9.10.07

¿Qué hubiera hecho Jesucristo si los rojos le quisieran quitar los diezmos, y las escuelas?

“Los obispos aspiran a beatificar a 10.000 mártires de la República. Martínez Camino expone en Roma el motivo de las beatificaciones.” (El País, ed. Galicia, Sociedad, 06-10-07, pp. 41)

La iglesia Católica le teme a la historia, a la verdad, al hecho de que Pío XII no dijera ni pío cuando los nazis se llevaron a los judíos romanos, al final de la guerra, para no molestar. Al hecho haber apoyado a un régimen criminal como el de fascista de Franco, para beneficiarse.

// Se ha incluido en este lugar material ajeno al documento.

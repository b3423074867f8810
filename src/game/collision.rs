//! Ball collision rule against walls, goal lines and paddles

use super::r#match::{Ball, MatchConfig, Paddle, Side};

/// Ball radius in arena units
pub const BALL_RADIUS: f64 = 8.0;

/// Result of testing a proposed ball position
#[derive(Debug, Clone, Copy, PartialEq, Eq, Default)]
pub struct CollisionOutcome {
    pub reflects_x: bool,
    pub reflects_y: bool,
    /// Side credited with a point, if the ball crossed a goal line
    pub scored_by: Option<Side>,
}

impl CollisionOutcome {
    pub fn is_goal(&self) -> bool {
        self.scored_by.is_some()
    }
}

/// Test a moved ball against the arena and both paddles.
///
/// Goal lines are checked first, so a ball past a paddle scores even if the
/// paddle box overlaps it on the same frame. A goal short-circuits the other
/// checks. Reflections are only reported while the ball is travelling toward
/// the surface it touches, so a ball that overlaps on consecutive frames does
/// not flip back and forth.
pub fn detect(ball: &Ball, arena: &MatchConfig, paddles: &[(Side, Paddle)]) -> CollisionOutcome {
    if ball.x < 0.0 {
        return CollisionOutcome {
            scored_by: Some(Side::Right),
            ..Default::default()
        };
    }
    if ball.x > arena.arena_width {
        return CollisionOutcome {
            scored_by: Some(Side::Left),
            ..Default::default()
        };
    }

    let mut outcome = CollisionOutcome::default();

    let hits_top = ball.y - BALL_RADIUS <= 0.0 && ball.dy < 0.0;
    let hits_bottom = ball.y + BALL_RADIUS >= arena.arena_height && ball.dy > 0.0;
    outcome.reflects_y = hits_top || hits_bottom;

    outcome.reflects_x = paddles.iter().any(|(side, paddle)| {
        let approaching = match side {
            Side::Left => ball.dx < 0.0,
            Side::Right => ball.dx > 0.0,
        };
        approaching && overlaps(ball, paddle)
    });

    outcome
}

fn overlaps(ball: &Ball, paddle: &Paddle) -> bool {
    ball.x + BALL_RADIUS >= paddle.x
        && ball.x - BALL_RADIUS <= paddle.x + paddle.width
        && ball.y + BALL_RADIUS >= paddle.y
        && ball.y - BALL_RADIUS <= paddle.y + paddle.height
}
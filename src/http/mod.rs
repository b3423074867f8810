//! HTTP surface: health check and the socket endpoint

pub mod middleware;
pub mod routes;

pub use routes::build_router;
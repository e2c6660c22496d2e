//! # Snippet Store
//!
//! CRUD operations against the `snippets` table. Every operation opens its
//! own connection and drops it on return, success or error.

use std::path::{Path, PathBuf};

use chrono::{DateTime, Utc};
use rusqlite::{params, params_from_iter, Connection, OptionalExtension, Row};
use serde::{Deserialize, Serialize};

use super::errors::{StoreError, StoreResult};
use super::filter::SnippetFilter;
use super::schema::{BOOTSTRAP_PRAGMAS, SEED_SNIPPETS, SNIPPETS_DDL};

/// A stored snippet, one field per column.
#[derive(Debug, Clone, PartialEq, Eq, Serialize, Deserialize)]
pub struct Snippet {
    pub id: i64,
    pub title: String,
    pub language: String,
    pub description: String,
    pub code: String,
    pub created_at: DateTime<Utc>,
}

/// The caller-supplied fields of a snippet, used for create and update.
///
/// `id` and `created_at` are storage-assigned and never pass through here.
#[derive(Debug, Clone)]
pub struct NewSnippet {
    pub title: String,
    pub language: String,
    pub description: String,
    pub code: String,
}

/// SQLite-backed store for snippets.
///
/// Holds only the database path; connections are opened per operation.
#[derive(Debug, Clone)]
pub struct SnippetStore {
    path: PathBuf,
}

impl SnippetStore {
    /// Create a store for the database at `path`. Does not touch the file;
    /// call [`bootstrap`](Self::bootstrap) before serving.
    pub fn new(path: impl Into<PathBuf>) -> Self {
        Self { path: path.into() }
    }

    /// The database file path.
    pub fn path(&self) -> &Path {
        &self.path
    }

    fn open(&self) -> StoreResult<Connection> {
        Ok(Connection::open(&self.path)?)
    }

    /// Idempotent startup step: apply pragmas, create the table if missing,
    /// and seed two example rows when the table is empty.
    pub fn bootstrap(&self) -> StoreResult<()> {
        let conn = self.open()?;
        conn.execute_batch(BOOTSTRAP_PRAGMAS)?;
        conn.execute_batch(SNIPPETS_DDL)?;

        let count: i64 = conn.query_row("SELECT COUNT(id) FROM snippets", [], |row| row.get(0))?;
        if count == 0 {
            let created_at = Utc::now();
            for (title, language, description, code) in SEED_SNIPPETS {
                conn.execute(
                    "INSERT INTO snippets (title, language, description, code, created_at)
                     VALUES (?1, ?2, ?3, ?4, ?5)",
                    params![title, language, description, code, created_at],
                )?;
            }
            tracing::info!(rows = SEED_SNIPPETS.len(), "seeded example snippets");
        }

        Ok(())
    }

    /// List snippets matching `filter`, most recently created first.
    ///
    /// `id DESC` is the tie-break for equal timestamps, so a full listing
    /// always returns insertion order reversed.
    pub fn list(&self, filter: &SnippetFilter) -> StoreResult<Vec<Snippet>> {
        let conn = self.open()?;
        let (where_clause, bind_params) = filter.where_clause();
        let query = format!(
            "SELECT id, title, language, description, code, created_at
             FROM snippets{}
             ORDER BY created_at DESC, id DESC",
            where_clause
        );

        let mut stmt = conn.prepare(&query)?;
        let rows = stmt.query_map(params_from_iter(bind_params), Self::map_row)?;
        Ok(rows.collect::<Result<Vec<_>, _>>()?)
    }

    /// Fetch a single snippet by id.
    pub fn get(&self, id: i64) -> StoreResult<Snippet> {
        let conn = self.open()?;
        conn.query_row(
            "SELECT id, title, language, description, code, created_at
             FROM snippets WHERE id = ?1",
            params![id],
            Self::map_row,
        )
        .optional()?
        .ok_or(StoreError::SnippetNotFound)
    }

    /// Insert a new snippet. Returns the storage-assigned id.
    pub fn insert(&self, snippet: &NewSnippet) -> StoreResult<i64> {
        let conn = self.open()?;
        let created_at = Utc::now();
        conn.execute(
            "INSERT INTO snippets (title, language, description, code, created_at)
             VALUES (?1, ?2, ?3, ?4, ?5)",
            params![
                snippet.title,
                snippet.language,
                snippet.description,
                snippet.code,
                created_at
            ],
        )?;
        Ok(conn.last_insert_rowid())
    }

    /// Overwrite all four text fields of the snippet with `id`.
    ///
    /// `id` and `created_at` are untouched. Fails with
    /// [`StoreError::SnippetNotFound`] when no row matches.
    pub fn update(&self, id: i64, snippet: &NewSnippet) -> StoreResult<()> {
        let conn = self.open()?;
        let affected = conn.execute(
            "UPDATE snippets SET title = ?1, language = ?2, description = ?3, code = ?4
             WHERE id = ?5",
            params![
                snippet.title,
                snippet.language,
                snippet.description,
                snippet.code,
                id
            ],
        )?;
        if affected == 0 {
            return Err(StoreError::SnippetNotFound);
        }
        Ok(())
    }

    /// Remove the snippet with `id` if it exists. Idempotent: deleting an
    /// unknown id is not an error.
    pub fn delete(&self, id: i64) -> StoreResult<()> {
        let conn = self.open()?;
        conn.execute("DELETE FROM snippets WHERE id = ?1", params![id])?;
        Ok(())
    }

    fn map_row(row: &Row<'_>) -> rusqlite::Result<Snippet> {
        Ok(Snippet {
            id: row.get(0)?,
            title: row.get(1)?,
            language: row.get(2)?,
            description: row.get(3)?,
            code: row.get(4)?,
            created_at: row.get(5)?,
        })
    }
}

Además, como actualmente en el País Vasco, no diferencia entre asesinos etarras y asesinados, porque no le conviene.

Mete en el mismo saco a verdugos y víctimas, a los verdugos religiosos que dedicaron todo su esfuerzo a provocar la guerra civil, y a las víctimas religiosas que fueron asesinados simplemente por llevar hábito, víctimas del odio levantado por los primeros.

La primera culpabilidad es la de los generales golpistas, la de quienes les pagaron (Banca March, industriales vascos y catalanes, terratenientes), la de quienes azuzaron el odio (la mayoría del clero, mujeres de clase media), y la de quiénes se ofrecieron voluntarios para la matanza (campesinos navarros y alaveses, señoritos falangistas).

Y la culpa eterna es para los curas y monjas que colaboraron en la represión de los inocentes, cebándose en las mujeres, en los niños.

Jesucristo no hubiera entregado los judíos a los nazis, ni habría colaborado con Franco. Esta claro dónde se sitúa la Iglesia Católica.